_WHAT NEEDS TO BE DONE_
Could you reproduce, word for word, everything below from the line containing "self.page_url = Some(url);" down to the line containing "an Android intent URL", with both of those lines included and no others?
☆ ☆ ☆ ☆ ☆ ☆ ☆
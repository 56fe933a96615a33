//! Choosing how to present AR on the current device
//!
//! Backends are tried in priority order. WebXR keeps the model in the page;
//! Scene Viewer (Android) and Quick Look (iOS) hand the model file to a
//! system viewer through a URL.

use std::str::FromStr;

use serde::{Deserialize, Serialize};
use url::{form_urlencoded, Url};

use crate::error::{ArError, Result};

const SCENE_VIEWER_HOST_PATH: &str = "arvr.google.com/scene-viewer/1.0";
const SCENE_VIEWER_PACKAGE: &str = "com.google.android.googlequicksearchbox";

/// An AR presentation backend
#[derive(Debug, Clone, Copy, PartialEq, Eq, Hash, Serialize, Deserialize)]
#[serde(rename_all = "kebab-case")]
pub enum ArBackendKind {
    WebXr,
    SceneViewer,
    QuickLook,
}

impl ArBackendKind {
    pub fn as_str(&self) -> &'static str {
        match self {
            ArBackendKind::WebXr => "webxr",
            ArBackendKind::SceneViewer => "scene-viewer",
            ArBackendKind::QuickLook => "quick-look",
        }
    }
}

impl FromStr for ArBackendKind {
    type Err = ArError;

    fn from_str(s: &str) -> Result<Self> {
        match s {
            "webxr" => Ok(ArBackendKind::WebXr),
            "scene-viewer" => Ok(ArBackendKind::SceneViewer),
            "quick-look" => Ok(ArBackendKind::QuickLook),
            other => Err(ArError::InvalidConfig(format!("unknown AR mode '{}'", other))),
        }
    }
}

/// What the device can do
#[derive(Debug, Clone, Copy, Default, PartialEq, Eq, Serialize, Deserialize)]
pub struct DeviceCapabilities {
    /// Immersive AR sessions with hit testing
    pub webxr_ar: bool,
    /// Android with Scene Viewer installed
    pub scene_viewer: bool,
    /// iOS Safari with AR Quick Look
    pub quick_look: bool,
}

impl DeviceCapabilities {
    pub fn supports(&self, kind: ArBackendKind) -> bool {
        match kind {
            ArBackendKind::WebXr => self.webxr_ar,
            ArBackendKind::SceneViewer => self.scene_viewer,
            ArBackendKind::QuickLook => self.quick_look,
        }
    }
}

/// The model to show and how
#[derive(Debug, Clone, PartialEq)]
pub struct ArLaunchRequest {
    /// glTF/GLB model, absolute or relative to `page_url`
    pub model_url: String,
    /// USDZ model for Quick Look
    pub ios_url: Option<String>,
    /// Page the viewer lives on; base for relative URLs and the
    /// Scene Viewer browser fallback
    pub page_url: Option<Url>,
    pub title: Option<String>,
    /// Allow the system viewer to rescale the model
    pub resizable: bool,
}

impl ArLaunchRequest {
    pub fn new(model_url: impl Into<String>) -> Self {
        Self {
            model_url: model_url.into(),
            ios_url: None,
            page_url: None,
            title: None,
            resizable: true,
        }
    }

    pub fn with_ios_url(mut self, url: impl Into<String>) -> Self {
        self.ios_url = Some(url.into());
        self
    }

    pub fn with_page_url(mut self, url: Url) -> Self {
        self.page_url = Some(url);
        self
    }

    pub fn with_title(mut self, title: impl Into<String>) -> Self {
        self.title = Some(title.into());
        self
    }

    pub fn with_resizable(mut self, resizable: bool) -> Self {
        self.resizable = resizable;
        self
    }

    fn resolve(&self, url: &str) -> Result<Url> {
        match &self.page_url {
            Some(base) => Ok(base.join(url)?),
            None => Ok(Url::parse(url)?),
        }
    }
}

/// What the host should do to present AR
#[derive(Debug, Clone, PartialEq, Eq)]
pub enum LaunchAction {
    /// Start an in-page WebXR session
    StartWebXr,
    /// Navigate to an Android intent URL
    OpenIntent(Url),
    /// Open a USDZ anchor with `rel="ar"`
    OpenQuickLook(Url),
}

impl LaunchAction {
    pub fn backend(&self) -> ArBackendKind {
        match self {
            LaunchAction::StartWebXr => ArBackendKind::WebXr,
            LaunchAction::OpenIntent(_) => ArBackendKind::SceneViewer,
            LaunchAction::OpenQuickLook(_) => ArBackendKind::QuickLook,
        }
    }
}

/// Picks the first usable backend from a priority list
#[derive(Debug, Clone, PartialEq, Eq)]
pub struct ArLauncher {
    priority: Vec<ArBackendKind>,
}

impl ArLauncher {
    pub fn new(priority: Vec<ArBackendKind>) -> Self {
        Self { priority }
    }

    /// Parse a space-separated mode list such as `"webxr scene-viewer"`
    pub fn from_modes(modes: &str) -> Result<Self> {
        let priority = modes
            .split_whitespace()
            .map(ArBackendKind::from_str)
            .collect::<Result<Vec<_>>>()?;
        Ok(Self::new(priority))
    }

    pub fn priority(&self) -> &[ArBackendKind] {
        &self.priority
    }

    /// First backend the device supports that can serve the request.
    /// Backends that fail to build a launch URL are skipped.
    pub fn resolve(&self, caps: &DeviceCapabilities, request: &ArLaunchRequest) -> Result<LaunchAction> {
        for kind in &self.priority {
            if !caps.supports(*kind) {
                continue;
            }
            let action = match kind {
                ArBackendKind::WebXr => Ok(LaunchAction::StartWebXr),
                ArBackendKind::SceneViewer => scene_viewer_intent(request).map(LaunchAction::OpenIntent),
                ArBackendKind::QuickLook => quick_look_url(request).map(LaunchAction::OpenQuickLook),
            };
            match action {
                Ok(action) => {
                    log::info!("AR launch via {}", kind.as_str());
                    return Ok(action);
                }
                Err(err) => log::warn!("AR backend {} unusable: {}", kind.as_str(), err),
            }
        }
        Err(ArError::NoBackendAvailable)
    }
}

impl Default for ArLauncher {
    fn default() -> Self {
        Self::new(vec![
            ArBackendKind::WebXr,
            ArBackendKind::SceneViewer,
            ArBackendKind::QuickLook,
        ])
    }
}

/// Android intent URL opening the model in Scene Viewer
pub fn scene_viewer_intent(request: &ArLaunchRequest) -> Result<Url> {
    let model = request.resolve(&request.model_url)?;

    let mut query = form_urlencoded::Serializer::new(String::new());
    query.append_pair("file", model.as_str());
    query.append_pair("mode", "ar_preferred");
    if let Some(title) = &request.title {
        query.append_pair("title", title);
    }
    if !request.resizable {
        query.append_pair("resizable", "false");
    }
    let query = query.finish();

    let mut intent = format!(
        "intent://{}?{}#Intent;scheme=https;package={};action=android.intent.action.VIEW;",
        SCENE_VIEWER_HOST_PATH, query, SCENE_VIEWER_PACKAGE
    );
    if let Some(page) = &request.page_url {
        let mut fallback = page.clone();
        fallback.set_fragment(None);
        let encoded: String = form_urlencoded::byte_serialize(fallback.as_str().as_bytes()).collect();
        intent.push_str("S.browser_fallback_url=");
        intent.push_str(&encoded);
        intent.push(';');
    }
    intent.push_str("end;");

    Ok(Url::parse(&intent)?)
}

/// USDZ URL for an AR Quick Look anchor
pub fn quick_look_url(request: &ArLaunchRequest) -> Result<Url> {
    let Some(ios_url) = &request.ios_url else {
        return Err(ArError::InvalidState("no USDZ model for Quick Look".into()));
    };
    let mut url = request.resolve(ios_url)?;
    if !request.resizable {
        url.set_fragment(Some("allowsContentScaling=0"));
    }
    Ok(url)
}

#[cfg(test)]
mod tests {
    use super::*;

    fn page() -> Url {
        Url::parse("https://example.com/shop/chair.html#reviews").unwrap()
    }

    #[test]
    fn test_webxr_wins_when_supported() {
        let caps = DeviceCapabilities {
            webxr_ar: true,
            scene_viewer: true,
            quick_look: false,
        };
        let action = ArLauncher::default().resolve(&caps, &ArLaunchRequest::new("https://example.com/a.glb")).unwrap();
        assert_eq!(action, LaunchAction::StartWebXr);
    }

    #[test]
    fn test_scene_viewer_intent_format() {
        let request = ArLaunchRequest::new("models/chair.glb")
            .with_page_url(page())
            .with_title("Chair")
            .with_resizable(false);
        let url = scene_viewer_intent(&request).unwrap();
        let text = url.as_str();

        assert!(text.starts_with("intent://arvr.google.com/scene-viewer/1.0?"));
        assert!(text.contains("file=https%3A%2F%2Fexample.com%2Fshop%2Fmodels%2Fchair.glb"));
        assert!(text.contains("mode=ar_preferred"));
        assert!(text.contains("title=Chair"));
        assert!(text.contains("resizable=false"));
        assert!(text.contains("package=com.google.android.googlequicksearchbox"));
        assert!(text.contains("S.browser_fallback_url=https%3A%2F%2Fexample.com%2Fshop%2Fchair.html;"));
        assert!(text.ends_with("end;"));
    }

    #[test]
    fn test_quick_look_fragment() {
        let request = ArLaunchRequest::new("chair.glb")
            .with_ios_url("chair.usdz")
            .with_page_url(page())
            .with_resizable(false);
        let url = quick_look_url(&request).unwrap();
        assert_eq!(url.as_str(), "https://example.com/shop/chair.usdz#allowsContentScaling=0");
    }

    #[test]
    fn test_falls_through_to_next_backend() {
        let caps = DeviceCapabilities {
            webxr_ar: false,
            scene_viewer: true,
            quick_look: true,
        };
        // No base URL: the relative GLB cannot be resolved for Scene Viewer.
        let request = ArLaunchRequest::new("chair.glb").with_ios_url("https://example.com/chair.usdz");
        let action = ArLauncher::default().resolve(&caps, &request).unwrap();
        assert_eq!(action.backend(), ArBackendKind::QuickLook);
    }

    #[test]
    fn test_no_backend() {
        let request = ArLaunchRequest::new("https://example.com/a.glb");
        let err = ArLauncher::default()
            .resolve(&DeviceCapabilities::default(), &request)
            .unwrap_err();
        assert_eq!(err, ArError::NoBackendAvailable);
    }

    #[test]
    fn test_modes_parse() {
        let launcher = ArLauncher::from_modes("quick-look  webxr").unwrap();
        assert_eq!(launcher.priority(), &[ArBackendKind::QuickLook, ArBackendKind::WebXr]);
        assert!(ArLauncher::from_modes("webxr magic").is_err());
    }
}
☆ ☆ ☆ ☆ ☆ ☆ ☆
_WRITTEN RESPONSE_
        self.page_url = Some(url);
        self
    }

    pub fn with_title(mut self, title: impl Into<String>) -> Self {
        self.title = Some(title.into());
        self
    }

    pub fn with_resizable(mut self, resizable: bool) -> Self {
        self.resizable = resizable;
        self
    }

    fn resolve(&self, url: &str) -> Result<Url> {
        match &self.page_url {
            Some(base) => Ok(base.join(url)?),
            None => Ok(Url::parse(url)?),
        }
    }
}

/// What the host should do to present AR
#[derive(Debug, Clone, PartialEq, Eq)]
pub enum LaunchAction {
    /// Start an in-page WebXR session
    StartWebXr,
    /// Navigate to an Android intent URL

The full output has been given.